Anda di halaman 1dari 1

Syamsul Rizal 0903121374

Identifikasi Kandungan Beracun Pada Kemasan Makanan


I. latar belakang Plastik sudah menjadi bagian terpenting dalam kehidupan. Hampir semua perabot rumah, pabrik industri, dan segala aspek dalam kehidupan menggunakan plastik termasuk digunakaan untuk mengemas makanan. Selain harganya yang tergolong murah, kepraktisan plastik dalam mengemas makanan memiliki daya tarik tersendiri. Namun tidak semua orang menyadari bahwa kantong plastik terutama yang berwarna hitam mengandung bahan-bahan berbahaya.

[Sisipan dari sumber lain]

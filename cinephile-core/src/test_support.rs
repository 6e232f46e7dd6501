//! Test-only helpers shared by unit and behaviour tests.

use crate::{Movie, PreferenceStore, StoreError};

/// `PreferenceStore` whose reads and writes always fail.
#[derive(Default, Debug, Copy, Clone)]
pub struct FailingStore;

impl PreferenceStore for FailingStore {
    fn get(&self, key: &str) -> Result<Option<String>, StoreError> {
        Err(StoreError::Unavailable {
            key: key.to_owned(),
            reason: "reads are disabled".to_owned(),
        })
    }

    fn set(&mut self, key: &str, _value: &str) -> Result<(), StoreError> {
        Err(StoreError::Unavailable {
            key: key.to_owned(),
            reason: "writes are disabled".to_owned(),
        })
    }
}

/// Build a movie with the fields scoring cares about.
pub fn movie(id: &str, genre: &str, rating: f32, director: &str, year: &str) -> Movie {
    Movie::new(id, id)
        .with_genre(genre)
        .with_rating(rating)
        .with_director(director)
        .with_year(year)
}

Kantong plastik kresek berwarna terutama hitam kebanyakan merupakan produk daur ulang yang sering digunakan untuk mewadahi makanan, dalam proses daur ulang tersebut riwayat penggunaan sebelumnya tidak diketahui, apakah bekas wadah pestisida, limbah rumah sakit, kotoran hewan atau manusia, limbah logam berat, dll. Dalam proses tersebut juga ditambahkan berbagai bahan kimia yang menambah dampak bahayanya bagi kesehatan. Selain kantong plastik, salah satu kemasan yang paling dianggap berbahaya adalah Styrofoam. Monomer stiren yang terkandung dalam styrofoam dapat lepas ke dalam makanan yang berlemak, berminyak, beralkohol, dan bersuhu panas. Bahaya monomer stirena terhadap kesehatan setelah terpapar dalam jangka panjang, antara lain menyebabkan gangguan pada sistem syaraf pusat ,depresi, hilang pendengaran, dan neurofati peripheral. Stirena juga termasuk bahan yang diduga dapat menyebabkan kanker pada manusia

II. tujuan penelitian Adapun tujuan penelitian ini adalah : 1. Mengetahui kandungan beracun apa saja yang terkandung dalam kemasan makanan. 2. Mengetahui dampak jangka pendek dan jangka panjang yang ditimbulkan bagi kesehatan. 3. Mengetahui perbandingan kandungan beracun pada plastik hitam, plastik putih dan Styrofoam.